According to the American Red Cross, there's a 97% chance that someone you know
will need a blood transfusion at some point. One donation could save up to three lives.
And a single accident victim may need as many as 100 pints of blood.
Am I Able to Donate Blood?
Most people over the age of 17 can donate blood. In some states, you can donate
blood at age 16 if you have a parent's permission. The American Red Cross requires
weigh more than 110 pounds
be in good health
be screened for some medical conditions, such as anemia
wait 56 days between each time donating blood
Things to Know on Your Donation Day
When donating blood, take these steps to make sure you stay safe and healthy:
Drink an extra 16 ounces of water or other nonalcoholic beverage before your appointment.
Eat a healthy meal, avoiding fatty foods like hamburgers, fries, or ice cream.
Wear a shirt with sleeves that you can roll up above your elbows.
Have somebody else drive you to and from the blood bank.
Have something to eat and drink after donating. Most blood banks will have snacks
for you when you've finished giving blood.
When you get to the blood bank, you'll answer a few questions about your medical
history. You'll also be asked about any recent travel, infections you may have, and
medicines you take. Your answers help the blood bank staff know if you are healthy
enough to give blood. Then they'll check your temperature, pulse, blood pressure,
and blood count.
What Happens During and After Donating Blood?
The actual donation part of giving blood usually takes about 10 minutes, and is
a lot like getting a blood test.
You will either be seated or lying down.
A technician will find a vein in your arm by tying a rubber tube around your upper
arm, and clean the skin over the vein with rubbing alcohol.
The tech will insert a needle into your vein. You may feel a small prick, kind
of like getting a shot.
Your blood will flow into a tube connected to the needle and into a bag, where
it's kept until it's needed.
You should tell the technician helping you if:
The sight of needles bothers you.
The sight of blood bothers you.
You feel nauseated or lightheaded.
This will help prevent a fainting spell, and keep you safe while you give blood.
After you donate, you may feel a little lightheaded or dizzy. These side effects
usually go away after a few minutes. Be sure to drink extra fluids during the 24 hours
after you donate. If you still feel unwell after that, call your doctor or have someone
else take you to the nearest emergency room.
The Food and Drug Administration (FDA) regulates blood banks in the United States.

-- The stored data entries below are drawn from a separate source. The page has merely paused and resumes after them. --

//! Email address type.

use core::fmt;
use std::sync::LazyLock;

use regex::Regex;
use serde::{Deserialize, Serialize};

/// One `@`, a dot somewhere in the domain, no whitespace anywhere.
static EMAIL_SHAPE: LazyLock<Regex> =
    LazyLock::new(|| Regex::new(r"^[^\s@]+@[^\s@]+\.[^\s@]+$").expect("Invalid regex"));

/// Errors that can occur when parsing an [`Email`].
#[derive(thiserror::Error, Debug, Clone, PartialEq, Eq)]
pub enum EmailError {
    /// The input string is empty.
    #[error("email cannot be empty")]
    Empty,
    /// The input string is too long.
    #[error("email must be at most {max} characters")]
    TooLong {
        /// Maximum allowed length.
        max: usize,
    },
    /// The input is not shaped like `local@domain.tld`.
    #[error("email must look like name@example.com")]
    Malformed,
}

/// An email address, as collected from review and contact forms.
///
/// ## Constraints
///
/// - Length: 1-255 characters (the API column width)
/// - Shape: `local@domain.tld` with no whitespace and a single `@`
///
/// ## Examples
///
/// ```
/// use segishop_core::Email;
///
/// assert!(Email::parse("user@example.com").is_ok());
/// assert!(Email::parse("user.name+tag@domain.co.uk").is_ok());
///
/// assert!(Email::parse("").is_err());
/// assert!(Email::parse("user@localhost").is_err()); // no dot in domain
/// assert!(Email::parse("a b@example.com").is_err()); // whitespace
/// ```
#[derive(Debug, Clone, Serialize, Deserialize, PartialEq, Eq, Hash)]
#[serde(try_from = "String", into = "String")]
pub struct Email(String);

impl Email {
    /// Maximum length of an email address.
    pub const MAX_LENGTH: usize = 255;

    /// Parse an `Email` from a string.
    ///
    /// Surrounding whitespace is trimmed before checking.
    ///
    /// # Errors
    ///
    /// Returns an error if the trimmed input is empty, longer than
    /// [`Self::MAX_LENGTH`] characters, or not shaped like an address.
    pub fn parse(s: &str) -> Result<Self, EmailError> {
        let s = s.trim();
        if s.is_empty() {
            return Err(EmailError::Empty);
        }

        if s.chars().count() > Self::MAX_LENGTH {
            return Err(EmailError::TooLong {
                max: Self::MAX_LENGTH,
            });
        }

        if !EMAIL_SHAPE.is_match(s) {
            return Err(EmailError::Malformed);
        }

        Ok(Self(s.to_owned()))
    }

    /// Returns the email address as a string slice.
    #[must_use]
    pub fn as_str(&self) -> &str {
        &self.0
    }

    /// Consumes the `Email` and returns its inner string.
    #[must_use]
    pub fn into_inner(self) -> String {
        self.0
    }

    /// Returns the domain part of the email (after the @).
    #[must_use]
    pub fn domain(&self) -> &str {
        self.0.split_once('@').map_or("", |(_, domain)| domain)
    }
}

impl fmt::Display for Email {
    fn fmt(&self, f: &mut fmt::Formatter<'_>) -> fmt::Result {
        write!(f, "{}", self.0)
    }
}

impl std::str::FromStr for Email {
    type Err = EmailError;

    fn from_str(s: &str) -> Result<Self, Self::Err> {
        Self::parse(s)
    }
}

impl TryFrom<String> for Email {
    type Error = EmailError;

    fn try_from(value: String) -> Result<Self, Self::Error> {
        Self::parse(&value)
    }
}

impl From<Email> for String {
    fn from(email: Email) -> Self {
        email.0
    }
}

impl AsRef<str> for Email {
    fn as_ref(&self) -> &str {
        &self.0
    }
}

They make sure that all needles and other equipment used for donating blood are sterile
and used only for one person, then thrown away. This ensures that nobody gets an infection
or disease from giving blood. Blood centers must also pass regular inspections by
the FDA to stay open.
Where Can I Donate Blood?
For more information on where to donate and what else is involved, contact your
local blood bank, hospital, or the American Red Cross. Donating blood is a great way
to help out your community — you could even save someone's life!